Technical CSV​/CnQ Specialists; Pharma​/Life Sciences

Technical CSV/CnQ Specialist

Join a world leader in the Pharmaceutical and Medical Device industries. PQE Group has been a global player since 1998, operating 40 subsidiaries and 2000+ employees across Europe, Asia and the Americas.

This role supports validation and qualification documentation activities within a long‑term project based in Canton Bern, Switzerland and requires 100% on‑site presence.

• Preparation and maintenance of validation and qualification documentation in accordance with GxP standards.
• Protocol generation (e.g., IQ, OQ, PQ) ensuring accuracy and compliance.
• Report generation, including execution reports and final documentation packages.
• Creation of summary reports for validation and qualification activities.
• Management of documentation within Kneat systems, ensuring proper structure and traceability.
• Support the documentation lifecycle, including review, approval, revision, and archival processes.
• Collaborate with cross‑functional teams (engineering, QA, validation) to ensure document completeness and alignment.

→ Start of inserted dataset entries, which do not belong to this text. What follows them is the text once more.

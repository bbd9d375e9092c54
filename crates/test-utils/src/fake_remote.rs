use std::sync::{Arc, Mutex};

use minipipe::errors::{MinipipeError, Result};
use minipipe::exec::{BoxFuture, CiRemote, PipelineStatus};

#[derive(Debug, Default)]
struct State {
    ready: bool,
    open_merge_request: bool,
    status: PipelineStatus,
    fail_run: bool,
    panic_on_run: bool,
    calls: Vec<String>,
}

/// A scripted CI remote that records every call as `"<op> <arg>"`.
#[derive(Debug, Clone)]
pub struct FakeRemote {
    state: Arc<Mutex<State>>,
}

impl Default for FakeRemote {
    fn default() -> Self {
        Self::new()
    }
}

impl FakeRemote {
    /// Ready, no open merge request, an empty successful pipeline.
    pub fn new() -> Self {
        Self {
            state: Arc::new(Mutex::new(State {
                ready: true,
                ..State::default()
            })),
        }
    }

    pub fn not_ready(self) -> Self {
        self.lock().ready = false;
        self
    }

    pub fn with_open_merge_request(self) -> Self {
        self.lock().open_merge_request = true;
        self
    }

    pub fn with_failed_jobs(self, jobs: &[&str]) -> Self {
        self.lock().status.failed_jobs = jobs.iter().map(|j| j.to_string()).collect();
        self
    }

    pub fn running(self) -> Self {
        self.lock().status.running = true;
        self
    }

    pub fn with_url(self, url: &str) -> Self {
        self.lock().status.url = Some(url.to_string());
        self
    }

    pub fn failing_run(self) -> Self {
        self.lock().fail_run = true;
        self
    }

    pub fn panicking_run(self) -> Self {
        self.lock().panic_on_run = true;
        self
    }

    pub fn calls(&self) -> Vec<String> {
        self.lock().calls.clone()
    }

    fn lock(&self) -> std::sync::MutexGuard<'_, State> {
        self.state.lock().unwrap_or_else(|e| e.into_inner())
    }

    fn record(&self, call: String) {
        self.lock().calls.push(call);
    }
}

impl CiRemote for FakeRemote {
    fn ensure_ready(&self) -> BoxFuture<'_, Result<()>> {
        Box::pin(async move {
            self.record("ensure_ready".to_string());
            if self.lock().ready {
                Ok(())
            } else {
                Err(MinipipeError::Remote("glab is not logged in".to_string()))
            }
        })
    }

    fn pipeline_status<'a>(&'a self, reference: &'a str) -> BoxFuture<'a, Result<PipelineStatus>> {
        Box::pin(async move {
            self.record(format!("pipeline_status {reference}"));
            Ok(self.lock().status.clone())
        })
    }

    fn has_open_merge_request<'a>(&'a self, branch: &'a str) -> BoxFuture<'a, Result<bool>> {
        Box::pin(async move {
            self.record(format!("has_open_merge_request {branch}"));
            Ok(self.lock().open_merge_request)
        })
    }

    fn run_pipeline<'a>(&'a self, branch: &'a str) -> BoxFuture<'a, Result<()>> {
        Box::pin(async move {
            self.record(format!("run_pipeline {branch}"));
            let (fail, panic) = {
                let state = self.lock();
                (state.fail_run, state.panic_on_run)
            };
            if panic {
                panic!("fake remote panicked while starting a pipeline");
            }
            if fail {
                return Err(MinipipeError::Remote("cannot start pipeline".to_string()));
            }
            Ok(())
        })
    }
}
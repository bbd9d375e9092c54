// src/dag/graph.rs

use std::collections::{HashMap, HashSet};

use petgraph::algo::toposort;
use petgraph::graphmap::DiGraphMap;
use serde_yaml::Value;
use tracing::{debug, warn};

use crate::dag::resolve::resolve;
use crate::document::{JobRefs, SourceDocument};
use crate::errors::{MinipipeError, Result};
use crate::types::JobName;

/// Internal node structure: the definition plus its local references.
#[derive(Debug, Clone)]
struct JobNode {
    definition: Value,
    /// Referenced jobs that exist in the graph, deduplicated, in
    /// `needs`, `dependencies`, `extends` order.
    refs: Vec<JobName>,
}

/// Every job of every document, keyed by name, in document order.
#[derive(Debug, Clone, Default)]
pub struct JobGraph {
    order: Vec<JobName>,
    nodes: HashMap<JobName, JobNode>,
}

impl JobGraph {
    /// Build the graph from loaded documents.
    ///
    /// The document store already guarantees that names are unique.
    pub fn from_documents(documents: &[SourceDocument]) -> Self {
        Self::from_entries(documents.iter().flat_map(|doc| {
            doc.entries()
                .map(|(name, def)| (name.to_string(), def.clone()))
        }))
    }

    /// Build the graph from `(name, definition)` pairs. A repeated name
    /// replaces the earlier definition.
    pub fn from_entries<I>(entries: I) -> Self
    where
        I: IntoIterator<Item = (JobName, Value)>,
    {
        // First pass: collect definitions so every name is known.
        let mut order = Vec::new();
        let mut definitions: HashMap<JobName, Value> = HashMap::new();
        for (name, definition) in entries {
            if definitions.insert(name.clone(), definition).is_none() {
                order.push(name);
            }
        }

        // Second pass: resolve references against the known names.
        let known: HashSet<&str> = order.iter().map(String::as_str).collect();
        let mut nodes = HashMap::with_capacity(definitions.len());
        for name in order.iter() {
            let Some(definition) = definitions.remove(name) else {
                continue;
            };
            let refs = local_references(name, &definition, |candidate| known.contains(candidate));
            nodes.insert(name.clone(), JobNode { definition, refs });
        }

        debug!(jobs = order.len(), "built job graph");
        Self { order, nodes }
    }

    pub fn contains(&self, name: &str) -> bool {
        self.nodes.contains_key(name)
    }

    pub fn len(&self) -> usize {
        self.order.len()
    }

    pub fn is_empty(&self) -> bool {
        self.order.is_empty()
    }

    /// Definition of a job, if present.
    pub fn definition(&self, name: &str) -> Option<&Value> {
        self.nodes.get(name).map(|n| &n.definition)
    }

    /// Immediate references of a job that resolve to jobs in this graph.
    pub fn references_of(&self, name: &str) -> &[JobName] {
        self.nodes
            .get(name)
            .map(|n| n.refs.as_slice())
            .unwrap_or(&[])
    }

    /// Job names in document order.
    pub fn job_names(&self) -> impl Iterator<Item = &str> {
        self.order.iter().map(String::as_str)
    }

    /// `(name, definition)` pairs in document order.
    pub fn jobs(&self) -> impl Iterator<Item = (&str, &Value)> {
        self.order
            .iter()
            .filter_map(|name| self.nodes.get(name).map(|n| (name.as_str(), &n.definition)))
    }

    /// Fail if any chain of references loops back on itself.
    pub fn ensure_acyclic(&self) -> Result<()> {
        // Edge direction: referenced -> referencing. For
        //   test: {needs: [build]}
        // we add edge build -> test.
        let mut graph: DiGraphMap<&str, ()> = DiGraphMap::new();

        for name in self.job_names() {
            graph.add_node(name);
        }
        for name in self.job_names() {
            for dep in self.references_of(name) {
                graph.add_edge(dep.as_str(), name, ());
            }
        }

        // A topological sort will fail if there is a cycle; walking the
        // references from the reported job recovers the cycle path.
        match toposort(&graph, None) {
            Ok(_order) => Ok(()),
            Err(cycle) => match resolve(self, cycle.node_id()) {
                Err(err @ MinipipeError::DependencyCycle(_)) => Err(err),
                _ => Err(MinipipeError::DependencyCycle(format!(
                    "cycle detected in job references involving job '{}'",
                    cycle.node_id()
                ))),
            },
        }
    }
}

/// References of `name` that point at jobs of this pipeline.
///
/// External `needs` (other project / parent pipeline) never do. Optional
/// `needs` on a missing job are dropped silently, anything else missing is
/// reported once and skipped: the job may come from a remote include.
fn local_references(
    name: &str,
    definition: &Value,
    exists: impl Fn(&str) -> bool,
) -> Vec<JobName> {
    let refs = JobRefs::parse(name, definition);
    let mut out: Vec<JobName> = Vec::new();

    let candidates = refs
        .needs
        .iter()
        .filter(|need| !need.is_external())
        .map(|need| (need.job(), need.is_optional()))
        .chain(refs.dependencies.iter().map(|d| (d.as_str(), false)))
        .chain(refs.extends.iter().map(|e| (e.as_str(), false)));

    for (target, optional) in candidates {
        if !exists(target) {
            if !optional {
                warn!(job = %name, reference = %target, "reference to unknown job, skipping");
            }
            continue;
        }
        if !out.iter().any(|r| r == target) {
            out.push(target.to_string());
        }
    }
    out
}
// src/transform/repeat.rs

use serde_yaml::{Mapping, Value};
use tracing::{debug, warn};

use crate::document::model::{Parallel, MATRIX, PARALLEL, REPEAT};

/// Make a job run `count` times, each instance seeing its index in
/// `REPEAT`.
///
/// - no `parallel`: `parallel: {matrix: [{REPEAT: [0, .., count-1]}]}`
/// - `parallel: K`: becomes `parallel: count*K`
/// - a matrix: `REPEAT` is set on the first matrix entry
///
/// A `count` of zero leaves the definition alone.
pub fn add_repeat(definition: &mut Value, count: u32) {
    if count == 0 {
        return;
    }
    if definition.is_null() {
        *definition = Value::Mapping(Mapping::new());
    }
    if !definition.is_mapping() {
        warn!(value = ?definition, "cannot repeat a job that is not a mapping");
        return;
    }
    let Some(job) = definition.as_mapping_mut() else {
        return;
    };

    let axis = repeat_axis(count);
    match job.get_mut(PARALLEL) {
        None => {
            job.insert(Value::from(PARALLEL), matrix_of(axis));
        }
        Some(parallel) => {
            if let Some(replicas) = parallel.as_u64() {
                *parallel = Value::from(replicas.saturating_mul(u64::from(count)));
            } else if let Some(settings) = parallel.as_mapping_mut() {
                set_repeat_axis(settings, axis);
            } else {
                warn!(value = ?parallel, "replacing unrecognised `parallel` value");
                *parallel = matrix_of(axis);
            }
        }
    }
    debug!(count, "added repeat");
}

fn set_repeat_axis(settings: &mut Mapping, axis: Value) {
    match settings.get_mut(MATRIX) {
        Some(Value::Sequence(entries)) => match entries.first_mut() {
            Some(Value::Mapping(first)) => {
                first.insert(Value::from(REPEAT), axis);
            }
            Some(other) => {
                warn!(value = ?other, "first matrix entry is not a mapping, replacing it");
                *other = repeat_entry(axis);
            }
            None => entries.push(repeat_entry(axis)),
        },
        _ => {
            settings.insert(Value::from(MATRIX), Value::Sequence(vec![repeat_entry(axis)]));
        }
    }
}

fn repeat_axis(count: u32) -> Value {
    Value::Sequence((0..count).map(Value::from).collect())
}

fn repeat_entry(axis: Value) -> Value {
    let mut entry = Mapping::new();
    entry.insert(Value::from(REPEAT), axis);
    Value::Mapping(entry)
}

fn matrix_of(axis: Value) -> Value {
    let mut parallel = Mapping::new();
    parallel.insert(Value::from(MATRIX), Value::Sequence(vec![repeat_entry(axis)]));
    Value::Mapping(parallel)
}

/// Number of job instances GitLab creates for a definition.
///
/// A matrix creates, per entry, one instance for every combination of its
/// axis values; a scalar axis counts as one value.
pub fn parallel_size(definition: &Value) -> u64 {
    match Parallel::of(definition) {
        Parallel::Absent | Parallel::Other(_) => 1,
        Parallel::Replicas(replicas) => replicas,
        Parallel::Matrix(entries) => entries
            .iter()
            .map(|entry| match entry.as_mapping() {
                Some(axes) => axes
                    .values()
                    .map(|values| match values {
                        Value::Sequence(items) => items.len() as u64,
                        _ => 1,
                    })
                    .fold(1u64, u64::saturating_mul),
                None => 1,
            })
            .fold(0u64, u64::saturating_add),
    }
}
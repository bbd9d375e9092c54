// src/transform/rewrite.rs

use serde_yaml::{Mapping, Value};
use tracing::debug;

use crate::dag::MinimumJobSet;
use crate::document::SourceDocument;
use crate::target::TargetSet;
use crate::transform::narrow::NarrowedJobs;
use crate::transform::repeat::add_repeat;
use crate::transform::RewrittenDocument;

/// Everything the rewrite needs besides the documents themselves.
#[derive(Debug, Clone, Copy)]
pub struct RewriteInput<'a> {
    pub minimum: &'a MinimumJobSet,
    pub narrowed: &'a NarrowedJobs,
    pub targets: &'a TargetSet,
    pub repeat: u32,
    /// Hidden job written into a document that would otherwise be empty.
    pub placeholder: &'a str,
}

/// Produce the minimum-pipeline version of every document.
///
/// Jobs keep their original order. Jobs outside the minimum set are
/// dropped, narrowed copies replace their originals and targeted jobs are
/// repeated. Every output document has at least one entry.
pub fn rewrite(documents: &[SourceDocument], input: &RewriteInput<'_>) -> Vec<RewrittenDocument> {
    documents
        .iter()
        .map(|document| rewrite_document(document, input))
        .collect()
}

fn rewrite_document(document: &SourceDocument, input: &RewriteInput<'_>) -> RewrittenDocument {
    let mut jobs = Mapping::new();

    for (name, original) in document.entries() {
        if !input.minimum.contains(name) {
            continue;
        }
        let mut job = input
            .narrowed
            .get(name)
            .cloned()
            .unwrap_or_else(|| original.clone());
        if input.repeat > 0 && input.targets.contains(name) {
            add_repeat(&mut job, input.repeat);
        }
        jobs.insert(Value::from(name), job);
    }

    if jobs.is_empty() {
        debug!(document = %document.name(), "no jobs left, writing placeholder");
        jobs.insert(Value::from(input.placeholder), placeholder_job());
    } else {
        debug!(
            document = %document.name(),
            kept = jobs.len(),
            of = document.jobs().len(),
            "rewrote document"
        );
    }

    RewrittenDocument::new(document.path(), jobs)
}

fn placeholder_job() -> Value {
    let mut job = Mapping::new();
    job.insert(Value::from("variables"), Value::Sequence(Vec::new()));
    Value::Mapping(job)
}
pub mod builders;
pub mod fake_confirm;
pub mod fake_remote;
pub mod fake_vcs;

use std::sync::Once;
use tracing_subscriber::{fmt, EnvFilter};

pub use builders::{ci_file_system, document_text, JobBuilder, CI_DIR};
pub use fake_confirm::ScriptedConfirm;
pub use fake_remote::FakeRemote;
pub use fake_vcs::{FakeVcs, GitStep};

static INIT: Once = Once::new();

/// Initialise tracing for tests.
///
/// - Uses `with_test_writer()`, so logs are captured per-test.
/// - The Rust test harness only prints captured output for **failing** tests
///   (unless you run with `-- --nocapture`).
///
/// Enable levels with e.g.:
/// `RUST_LOG=debug cargo test`
pub fn init_tracing() {
    INIT.call_once(|| {
        let filter =
            EnvFilter::try_from_default_env().unwrap_or_else(|_| EnvFilter::new("info"));

        fmt()
            .with_env_filter(filter)
            .with_test_writer()
            .with_target(true)
            .init();
    });
}

/// Run a future with a 5-second timeout.
pub async fn with_timeout<F, T>(f: F) -> T
where
    F: std::future::Future<Output = T>,
{
    tokio::time::timeout(std::time::Duration::from_secs(5), f)
        .await
        .expect("Test timed out after 5 seconds")
}
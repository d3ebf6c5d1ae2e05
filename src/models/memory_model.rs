use tracing::trace;

use crate::models::memory::{Memory, StoreOutcome};
use crate::models::packet::DataPacket;

/// デバイスの記憶モデル
///
/// 送信バッファ・受信バッファ・長期記憶の3段で構成されます。
/// 送出するパケットは長期記憶から送信バッファへ、受信したパケットは
/// 受信バッファから長期記憶へ、それぞれ入出力速度の範囲で移動します。
#[derive(Debug, Clone, PartialEq)]
pub struct MemoryModel {
    pub sending_buffer: Memory,
    pub receiving_buffer: Memory,
    pub memory: Memory,
}

impl MemoryModel {
    pub fn new(sending_buffer: Memory, receiving_buffer: Memory, memory: Memory) -> Self {
        Self {
            sending_buffer,
            receiving_buffer,
            memory,
        }
    }

    pub fn has_data(&self) -> bool {
        self.memory.has_data(1)
    }

    /// デバイス内に残っている全データ量（長期記憶 + 送信バッファ）
    pub fn outgoing_size(&self) -> u64 {
        self.memory.current_size() + self.sending_buffer.current_size()
    }

    /// 長期記憶から送信バッファへ移動する
    ///
    /// 移動量は送信バッファの入出力速度（ティック倍率込み）で制限されます。
    pub fn move_to_buffer_queue(&mut self, data_size: u64, speed_rate: u64) -> u64 {
        let data_size = data_size.min(self.sending_buffer.io_speed() * speed_rate);
        self.memory.move_to(&mut self.sending_buffer, data_size)
    }

    /// 受信バッファから長期記憶へ昇格させる
    pub fn move_to_memory(&mut self, speed_rate: u64) -> u64 {
        if !self.receiving_buffer.has_data(1) {
            return 0;
        }
        let speed = self.receiving_buffer.io_speed().min(self.memory.io_speed()) * speed_rate;
        let moved = self.receiving_buffer.move_to(&mut self.memory, speed);
        trace!("受信バッファから長期記憶へ {} 単位を移動", moved);
        moved
    }

    /// 送信バッファから `data_size` 単位を取り出す（不足分は長期記憶から補充）
    pub fn fetch_data(&mut self, data_size: u64, speed_rate: u64) -> Vec<DataPacket> {
        if self.sending_buffer.current_size() < data_size {
            let remaining = data_size - self.sending_buffer.current_size();
            self.move_to_buffer_queue(remaining, speed_rate);
        }
        self.sending_buffer.fetch(data_size)
    }

    /// 受信バッファに格納する
    pub fn store_data(&mut self, packets: Vec<DataPacket>, overwrite: bool) -> StoreOutcome {
        self.receiving_buffer.store(packets, overwrite)
    }

    /// 長期記憶に直接格納する
    pub fn store_data_in_memory(&mut self, packets: Vec<DataPacket>, overwrite: bool) -> StoreOutcome {
        self.memory.store(packets, overwrite)
    }

    pub fn read_data(&self) -> Vec<DataPacket> {
        self.memory.read_data()
    }

    /// 長期記憶の使用率（小数第2位で丸め）
    pub fn get_occupancy(&self) -> f64 {
        if self.memory.capacity() == 0 {
            return 0.0;
        }
        let ratio = self.memory.current_size() as f64 / self.memory.capacity() as f64;
        (ratio * 100.0).round() / 100.0
    }

    pub fn get_available_to_send(&self) -> u64 {
        self.sending_buffer.current_size()
    }

    pub fn get_available_to_receive(&self) -> u64 {
        self.receiving_buffer.get_available()
    }

    /// 1ティック分の処理: 受信データの昇格と全領域の寿命減衰
    ///
    /// # 戻り値
    ///
    /// このティックで失効した単位数
    pub fn step(&mut self, speed_rate: u64) -> u64 {
        self.move_to_memory(speed_rate);
        self.sending_buffer.decay(speed_rate)
            + self.receiving_buffer.decay(speed_rate)
            + self.memory.decay(speed_rate)
    }

    /// 累計失効量
    pub fn expired_size(&self) -> u64 {
        self.sending_buffer.expired_size + self.receiving_buffer.expired_size + self.memory.expired_size
    }
}

#[cfg(test)]
mod tests {
    use super::*;

    fn model() -> MemoryModel {
        MemoryModel::new(Memory::new(20, 5), Memory::new(20, 8), Memory::new(100, 6))
    }

    #[test]
    fn test_move_to_buffer_queue_limited_by_io_speed() {
        let mut model = model();
        model.store_data_in_memory(vec![DataPacket::new(30, 10, 0)], false);
        assert_eq!(model.move_to_buffer_queue(30, 1), 5);
        assert_eq!(model.get_available_to_send(), 5);
        assert_eq!(model.move_to_buffer_queue(30, 2), 10);
        assert_eq!(model.outgoing_size(), 30);
    }

    #[test]
    fn test_promotion_uses_slower_io_speed() {
        let mut model = model();
        model.store_data(vec![DataPacket::new(20, 10, 0)], false);
        model.step(1);
        assert_eq!(model.memory.current_size(), 6);
        assert_eq!(model.receiving_buffer.current_size(), 14);
    }

    #[test]
    fn test_fetch_data_refills_from_memory() {
        let mut model = model();
        model.store_data_in_memory(vec![DataPacket::new(12, 10, 0)], false);
        let data = model.fetch_data(4, 1);
        assert_eq!(data.iter().map(|p| p.size).sum::<u64>(), 4);
        assert_eq!(model.get_available_to_send(), 0);
        assert_eq!(model.memory.current_size(), 8);

        let data = model.fetch_data(9, 1);
        assert_eq!(data.iter().map(|p| p.size).sum::<u64>(), 5);
        assert_eq!(model.memory.current_size(), 3);
    }

    #[test]
    fn test_occupancy_is_rounded() {
        let mut model = model();
        model.store_data_in_memory(vec![DataPacket::new(33, 10, 0)], false);
        assert_eq!(model.get_occupancy(), 0.33);
    }
}
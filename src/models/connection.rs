//! # Connection モジュール
//!
//! 2台のデバイス間の通信路を表します。帯域（公平分配された速度）で転送量を制限し、
//! 接続確立のためのハンドシェイクと、プロトコルによる確率的なデータ損失を再現します。

use std::fmt;

use rand::RngCore;
use serde::Serialize;
use tracing::{debug, trace};

use crate::models::common::{DeviceRef, Vector};
use crate::models::memory_model::MemoryModel;
use crate::models::packet::{total_size, DataPacket};
use crate::models::protocol::ConnectionProtocol;

/// 転送方向（接続の所有者から見た向き）
#[derive(Debug, Clone, Copy, PartialEq, Eq, Serialize)]
pub enum TransferType {
    /// 所有者 → 相手
    Send,
    /// 相手 → 所有者
    Receive,
}

/// 1回の転送結果
#[derive(Debug, Clone, PartialEq, Serialize)]
pub struct DataTransition {
    pub source: DeviceRef,
    pub destination: DeviceRef,
    /// 受信側に届いたパケット
    pub data: Vec<DataPacket>,
    /// プロトコル損失で失われた単位数
    pub data_loss: u64,
    /// 届いた単位数
    pub size: u64,
    pub time_step: u64,
}

impl DataTransition {
    pub fn new(source: DeviceRef, destination: DeviceRef, data: Vec<DataPacket>, data_loss: u64, time_step: u64) -> Self {
        let size = total_size(&data);
        Self {
            source,
            destination,
            data,
            data_loss,
            size,
            time_step,
        }
    }

    /// 送信側から出ていった単位数（到着分 + 損失分）
    pub fn sent_size(&self) -> u64 {
        self.size + self.data_loss
    }
}

impl fmt::Display for DataTransition {
    fn fmt(&self, f: &mut fmt::Formatter<'_>) -> fmt::Result {
        write!(f, "{} -> {}: size {} (loss {})", self.source, self.destination, self.size, self.data_loss)
    }
}

/// 転送に参加するデバイスの一時的なビュー
pub struct Endpoint<'a> {
    pub id: DeviceRef,
    pub position: Vector,
    pub memory: &'a mut MemoryModel,
}

/// 1ティック内の転送で共有される文脈
pub struct TickContext<'a> {
    pub time_step: u64,
    pub speed_rate: u64,
    pub rng: &'a mut dyn RngCore,
}

/// デバイス間接続
///
/// `owner` 側のネットワークモデルが保持し、`peer` は相手デバイスを指します。
#[derive(Debug, Clone, PartialEq)]
pub struct Connection {
    pub owner: DeviceRef,
    pub peer: DeviceRef,
    pub protocol: ConnectionProtocol,
    /// このティックの帯域割り当て（単位/ティック）
    pub speed: u64,
    pub initialization_data_sent: u64,
}

impl Connection {
    pub fn new(owner: DeviceRef, peer: DeviceRef, protocol: ConnectionProtocol, speed: u64) -> Self {
        Self {
            owner,
            peer,
            protocol,
            speed,
            initialization_data_sent: 0,
        }
    }

    pub fn is_initialized(&self) -> bool {
        self.initialization_data_sent >= self.protocol.initialization_data_size
    }

    fn remaining_init_data(&self) -> u64 {
        self.protocol
            .initialization_data_size
            .saturating_sub(self.initialization_data_sent)
    }

    /// ハンドシェイクに帯域を割り当て、ペイロードに使える残量を返す
    fn initialize(&mut self, budget: u64) -> u64 {
        let spent = budget.min(self.remaining_init_data());
        self.initialization_data_sent += spent;
        if spent > 0 {
            trace!("{} -> {}: ハンドシェイク {} 単位", self.owner, self.peer, spent);
        }
        budget - spent
    }

    /// 損失を適用し、届くパケットと損失量を返す（新しい側から削る）
    fn get_packets_after_error(&self, mut packets: Vec<DataPacket>, rng: &mut dyn RngCore) -> (Vec<DataPacket>, u64) {
        let data_size = total_size(&packets);
        let mut error = self.protocol.calculate_data_loss(data_size, rng);
        let loss = error;
        while error > 0 {
            let Some(last) = packets.last_mut() else {
                break;
            };
            if last.size <= error {
                error -= last.size;
                packets.pop();
            } else {
                last.size -= error;
                error = 0;
            }
        }
        (packets, loss)
    }

    /// 転送を1回実行します
    ///
    /// # 引数
    ///
    /// * `owner` - 接続の所有者側デバイス
    /// * `peer` - 相手側デバイス
    /// * `data_size` - 要求転送量
    /// * `transfer_type` - 転送方向
    /// * `ctx` - ティック文脈（時刻・倍率・乱数源）
    ///
    /// # 戻り値
    ///
    /// 転送結果。ハンドシェイク中や帯域0の場合はサイズ0の結果を返します。
    pub fn run(
        &mut self,
        owner: Endpoint<'_>,
        peer: Endpoint<'_>,
        data_size: u64,
        transfer_type: TransferType,
        ctx: &mut TickContext<'_>,
    ) -> DataTransition {
        let (sender, receiver) = match transfer_type {
            TransferType::Send => (owner, peer),
            TransferType::Receive => (peer, owner),
        };

        let mut budget = data_size.min(self.speed * ctx.speed_rate);
        if !self.is_initialized() {
            budget = self.initialize(budget);
        }

        let mut data_size = budget;
        let available = sender.memory.get_available_to_send();
        if available < data_size {
            sender.memory.move_to_buffer_queue(data_size - available, ctx.speed_rate);
        }
        data_size = data_size
            .min(receiver.memory.get_available_to_receive())
            .min(sender.memory.get_available_to_send());

        let packets = sender.memory.sending_buffer.fetch(data_size);
        let (packets, data_loss) = self.get_packets_after_error(packets, ctx.rng);
        if data_loss > 0 {
            debug!("{} -> {}: プロトコル損失 {} 単位", sender.id, receiver.id, data_loss);
        }
        receiver.memory.store_data(packets.clone(), false);

        DataTransition::new(sender.id, receiver.id, packets, data_loss, ctx.time_step)
    }
}
use rand::{Rng, RngCore};
use serde::{Deserialize, Serialize};

/// 通信プロトコル
///
/// データ損失の発生確率と損失割合、および接続確立に必要な初期化データ量を表します。
/// 確率・割合はいずれも [0, 1] の小数で指定します。
#[derive(Debug, Clone, Copy, PartialEq, Default, Serialize, Deserialize)]
pub struct ConnectionProtocol {
    pub data_loss_percentage: f64,
    pub data_loss_probability: f64,
    #[serde(default)]
    pub initialization_data_size: u64,
}

impl ConnectionProtocol {
    pub fn new(data_loss_percentage: f64, data_loss_probability: f64, initialization_data_size: u64) -> Self {
        Self {
            data_loss_percentage,
            data_loss_probability,
            initialization_data_size,
        }
    }

    /// 損失なしのプロトコル
    pub fn lossless(initialization_data_size: u64) -> Self {
        Self::new(0.0, 0.0, initialization_data_size)
    }

    /// 1回の転送で失われる単位数を算出します
    ///
    /// 一様乱数を1回引き、`data_loss_probability` 未満であれば
    /// `(1 - data_loss_percentage) * data_size` を切り捨てた値を損失とします。
    pub fn calculate_data_loss(&self, data_size: u64, rng: &mut dyn RngCore) -> u64 {
        let draw: f64 = rng.gen_range(0.0..1.0);
        if draw < self.data_loss_probability {
            let loss = ((1.0 - self.data_loss_percentage) * data_size as f64).floor();
            (loss.max(0.0) as u64).min(data_size)
        } else {
            0
        }
    }
}

#[cfg(test)]
mod tests {
    use super::*;
    use rand::SeedableRng;
    use rand_pcg::Pcg64;

    #[test]
    fn test_zero_probability_never_loses() {
        let protocol = ConnectionProtocol::new(0.5, 0.0, 0);
        let mut rng = Pcg64::seed_from_u64(7);
        for _ in 0..100 {
            assert_eq!(protocol.calculate_data_loss(100, &mut rng), 0);
        }
    }

    #[test]
    fn test_certain_loss_amount() {
        let protocol = ConnectionProtocol::new(0.75, 1.0, 0);
        let mut rng = Pcg64::seed_from_u64(7);
        assert_eq!(protocol.calculate_data_loss(10, &mut rng), 2);
        assert_eq!(protocol.calculate_data_loss(0, &mut rng), 0);
    }

    #[test]
    fn test_seeded_draws_are_reproducible() {
        let protocol = ConnectionProtocol::new(0.0, 0.5, 0);
        let mut a = Pcg64::seed_from_u64(42);
        let mut b = Pcg64::seed_from_u64(42);
        let first: Vec<u64> = (0..20).map(|_| protocol.calculate_data_loss(10, &mut a)).collect();
        let second: Vec<u64> = (0..20).map(|_| protocol.calculate_data_loss(10, &mut b)).collect();
        assert_eq!(first, second);
    }
}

• Proven experience of at least 5 years as a Technical Writer in the Life Sciences or pharmaceutical industry.
• Strong expertise in GxP documentation practices.
• Hands‑on experience with validation and qualification documentation.
• Familiarity with Kneat or similar electronic validation lifecycle management systems.
• Excellent attention to detail and strong organizational skills.
• Ability to manage multiple documents and deadlines in a structured manner.
• Fluency in German and English.

Canton Bern, Switzerland (100% on‑site).